TASK ITEM: Each line of the entries below that holds "SeedCache" is needed, copied in full.

Saved entries:

//! Shared state for the development server.

use crate::dev::DevEvent;
use crate::dev::session::SessionRegistry;
use parking_lot::RwLock;
use showroom_compiler::{CodeBlocksManifest, CompileSuccess, SupportedLanguage};
use showroom_runtime::{CompilationStore, CompileChannel, FrameConfig, SeedCache};
use std::collections::HashMap;
use std::sync::Arc;
use std::sync::atomic::{AtomicUsize, Ordering};
use std::time::{Duration, Instant};
use tokio::sync::mpsc;

/// Documentation build status.
#[derive(Debug, Clone, PartialEq, Eq)]
pub enum BuildStatus {
    /// No build has been performed yet
    NotStarted,
    /// Build is currently in progress
    InProgress { started_at: Instant },
    /// Build completed successfully
    Success { duration_ms: u64 },
    /// Build failed with error
    Failed { error: String },
}

impl BuildStatus {
    pub fn is_in_progress(&self) -> bool {
        matches!(self, BuildStatus::InProgress { .. })
    }

    pub fn is_success(&self) -> bool {
        matches!(self, BuildStatus::Success { .. })
    }

    /// Short name used by the status endpoint.
    pub fn label(&self) -> &'static str {
        match self {
            BuildStatus::NotStarted => "idle",
            BuildStatus::InProgress { .. } => "building",
            BuildStatus::Success { .. } => "ready",
            BuildStatus::Failed { .. } => "failed",
        }
    }

    /// Get error message if failed.
    pub fn error(&self) -> Option<&str> {
        match self {
            BuildStatus::Failed { error } => Some(error),
            _ => None,
        }
    }
}

/// Connected SSE clients.
pub type ClientRegistry = Arc<RwLock<HashMap<usize, mpsc::Sender<String>>>>;

/// Shared development server state.
pub struct DevServerState {
    /// Current build status
    pub status: RwLock<BuildStatus>,

    /// Code blocks of the last successful build
    manifest: RwLock<Arc<CodeBlocksManifest>>,

    /// Precompiled results of `manifest`
    seeds: RwLock<Arc<SeedCache>>,

    /// Channel to the compile worker
    channel: CompileChannel,

    /// Static inputs of every preview frame
    pub frame: FrameConfig,

    /// Quiet period before an editor's edit is compiled
    pub debounce: Duration,

    /// Languages compiled live
    accepted: Arc<[SupportedLanguage]>,

    /// Open standalone editors
    pub sessions: SessionRegistry,

    /// Connected SSE clients
    pub clients: ClientRegistry,

    next_client_id: AtomicUsize,
}

impl DevServerState {
    pub fn new(channel: CompileChannel, frame: FrameConfig, debounce: Duration) -> Self {
        Self {
            status: RwLock::new(BuildStatus::NotStarted),
            manifest: RwLock::new(Arc::new(CodeBlocksManifest::default())),
            seeds: RwLock::new(Arc::new(SeedCache::new())),
            channel,
            frame,
            debounce,
            accepted: SupportedLanguage::ALL.into(),
            sessions: SessionRegistry::default(),
            clients: Arc::new(RwLock::new(HashMap::new())),
            next_client_id: AtomicUsize::new(0),
        }
    }

    /// Restrict live compilation to `accepted`.
    pub fn with_languages(mut self, accepted: impl Into<Arc<[SupportedLanguage]>>) -> Self {
        self.accepted = accepted.into();
        self
    }

    pub fn accepts(&self, lang: SupportedLanguage) -> bool {
        self.accepted.contains(&lang)
    }

    pub fn start_build(&self) {
        *self.status.write() = BuildStatus::InProgress {
            started_at: Instant::now(),
        };
    }

    /// Install a new manifest; editors opened from now on are seeded from it.
    pub fn complete_build(&self, manifest: CodeBlocksManifest, duration_ms: u64) {
        *self.seeds.write() = Arc::new(SeedCache::from_manifest(&manifest));
        *self.manifest.write() = Arc::new(manifest);
        *self.status.write() = BuildStatus::Success { duration_ms };
    }

    /// Record a failed build; the previous manifest keeps being served.
    pub fn fail_build(&self, error: String) {
        *self.status.write() = BuildStatus::Failed { error };
    }

    pub fn get_status(&self) -> BuildStatus {
        self.status.read().clone()
    }

    pub fn manifest(&self) -> Arc<CodeBlocksManifest> {
        Arc::clone(&*self.manifest.read())
    }

    pub fn seeds(&self) -> Arc<SeedCache> {
        Arc::clone(&*self.seeds.read())
    }

    /// A store over the current seeds with an empty live cache.
    pub fn fresh_store(&self) -> Arc<CompilationStore> {
        Arc::new(CompilationStore::new(self.channel.clone(), self.seeds()))
    }

    /// Open an editor session for example `hash` and return its id.
    pub fn open_session(&self, hash: &str, source: &str, original: &CompileSuccess) -> String {
        self.sessions
            .open(hash, self.fresh_store(), self.debounce, source, original)
    }

    pub fn channel(&self) -> &CompileChannel {
        &self.channel
    }

    /// Register a new SSE client.
    pub fn register_client(&self) -> (usize, mpsc::Receiver<String>) {
        let id = self.next_client_id.fetch_add(1, Ordering::Relaxed);

        let (tx, rx) = mpsc::channel(100);
        self.clients.write().insert(id, tx);

        (id, rx)
    }

    pub fn unregister_client(&self, id: usize) {
        self.clients.write().remove(&id);
    }

    /// Send an event to every connected client, dropping disconnected ones.
    pub async fn broadcast(&self, event: &DevEvent) {
        let json = serde_json::to_string(event).unwrap_or_else(|_| "{}".to_string());
        let clients = self.clients.read().clone();

        let mut failed_ids = Vec::new();
        for (id, tx) in clients {
            if tx.send(json.clone()).await.is_err() {
                failed_ids.push(id);
            }
        }

        for id in failed_ids {
            self.unregister_client(id);
        }
    }

    pub fn client_count(&self) -> usize {
        self.clients.read().len()
    }
}

/// Shared state handle.
pub type SharedState = Arc<DevServerState>;
//! Compile command implementation.
//!
//! Compiles one snippet with the configured PackageMap and prints the
//! `CompileResult` exactly as the compile endpoint would return it.

use crate::cli::CompileArgs;
use crate::commands::utils;
use crate::config::ConfigOverrides;
use crate::error::{CliError, Result, ResultExt};
use showroom_compiler::{CompileResult, Compiler, SupportedLanguage};
use std::io::Read;
use std::path::Path;
use std::sync::Arc;

/// Execute the compile command.
pub async fn execute(args: CompileArgs, config_path: Option<&Path>) -> Result<()> {
    let root = utils::project_root(args.cwd.as_deref())?;
    let config = utils::load_config(&root, config_path, &ConfigOverrides::default())?;

    let lang = match args.lang {
        Some(lang) => lang.into(),
        None => infer_language(&args.file)?,
    };
    ensure_accepted(lang, &config.accepted_languages()?)?;
    let source = read_source(&args.file)?;

    let packages = Arc::new(config.package_map(&root)?);
    let compiler = Compiler::new(packages, config.compiler_options())?;
    let result = compiler.compile(&source, lang, 0);

    let json = if args.pretty {
        serde_json::to_string_pretty(&result)?
    } else {
        serde_json::to_string(&result)?
    };
    println!("{}", json);

    match result {
        CompileResult::Success(_) => Ok(()),
        CompileResult::Error(failure) => Err(CliError::Custom(format!(
            "Snippet does not compile: {}",
            failure.error
        ))),
    }
}

/// Language from the file extension (`button.tsx` → tsx).
pub fn infer_language(file: &Path) -> Result<SupportedLanguage> {
    let ext = file
        .extension()
        .and_then(|ext| ext.to_str())
        .ok_or_else(|| {
            CliError::InvalidArgument(format!(
                "Cannot infer the language of {}; pass --lang",
                file.display()
            ))
        })?;
    Ok(ext.parse::<SupportedLanguage>()?)
}

/// Reject languages left out of the configured `languages`.
pub fn ensure_accepted(lang: SupportedLanguage, accepted: &[SupportedLanguage]) -> Result<()> {
    if accepted.contains(&lang) {
        return Ok(());
    }
    let enabled: Vec<&str> = accepted.iter().map(|enabled| enabled.as_str()).collect();
    Err(CliError::InvalidArgument(format!(
        "Language '{}' is not enabled for live compilation (enabled: {})",
        lang,
        enabled.join(", ")
    )))
}

fn read_source(file: &Path) -> Result<String> {
    if file == Path::new("-") {
        let mut source = String::new();
        std::io::stdin().read_to_string(&mut source)?;
        return Ok(source);
    }
    std::fs::read_to_string(file).with_path(file)
}

#[cfg(test)]
mod tests {
    use super::*;

    #[test]
    fn test_infer_language_from_extension() {
        assert_eq!(
            infer_language(Path::new("demo/button.tsx")).unwrap(),
            SupportedLanguage::Tsx
        );
        assert_eq!(
            infer_language(Path::new("snippet.js")).unwrap(),
            SupportedLanguage::Js
        );
        assert_eq!(
            infer_language(Path::new("page.html")).unwrap(),
            SupportedLanguage::Html
        );
    }

    #[test]
    fn test_only_configured_languages_compile() {
        let accepted = [SupportedLanguage::Jsx, SupportedLanguage::Tsx];
        assert!(ensure_accepted(SupportedLanguage::Tsx, &accepted).is_ok());

        match ensure_accepted(SupportedLanguage::Html, &accepted) {
            Err(CliError::InvalidArgument(message)) => {
                assert!(message.contains("'html'"));
                assert!(message.contains("jsx, tsx"));
            }
            other => panic!("unexpected result: {other:?}"),
        }
    }

    #[test]
    fn test_infer_language_rejects_unknown() {
        assert!(infer_language(Path::new("style.css")).is_err());
        assert!(matches!(
            infer_language(Path::new("-")),
            Err(CliError::InvalidArgument(_))
        ));
    }
}
//! URL-shareable editor state for the standalone example editor
//!
//! Edited code travels in the `code` query parameter, compressed in
//! lz-string's URI-safe format so links stay short and survive copy/paste.

/// Query parameter carrying the edited code.
pub const CODE_PARAM: &str = "code";

/// Path of the standalone editor for a code block.
pub fn standalone_path(code_hash: &str) -> String {
    format!("/_standalone/{}/", code_hash)
}

/// Encode edited code, or `None` when it still equals the original.
pub fn encode_code_param(code: &str, original: &str) -> Option<String> {
    if code == original {
        return None;
    }
    Some(lz_str::compress_to_encoded_uri_component(code))
}

/// Decode a `code` parameter, falling back to the original code when the
/// parameter is missing or cannot be decoded.
///
/// Form decoding turns `+` into a space; both are accepted.
pub fn decode_code_param(param: Option<&str>, original: &str) -> String {
    param
        .filter(|value| !value.is_empty())
        .map(|value| value.replace(' ', "+"))
        .and_then(|value| lz_str::decompress_from_encoded_uri_component(value.as_str()))
        .and_then(|wide| String::from_utf16(&wide).ok())
        .unwrap_or_else(|| original.to_string())
}

/// Shareable link for a code block in its current edited state.
pub fn share_url(code_hash: &str, code: &str, original: &str) -> String {
    let path = standalone_path(code_hash);
    match encode_code_param(code, original) {
        Some(encoded) => format!("{}?{}={}", path, CODE_PARAM, encoded),
        None => path,
    }
}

ANSWER BELOW:
use showroom_runtime::{CompilationStore, CompileChannel, FrameConfig, SeedCache};
    seeds: RwLock<Arc<SeedCache>>,
            seeds: RwLock::new(Arc::new(SeedCache::new())),
        *self.seeds.write() = Arc::new(SeedCache::from_manifest(&manifest));
    pub fn seeds(&self) -> Arc<SeedCache> {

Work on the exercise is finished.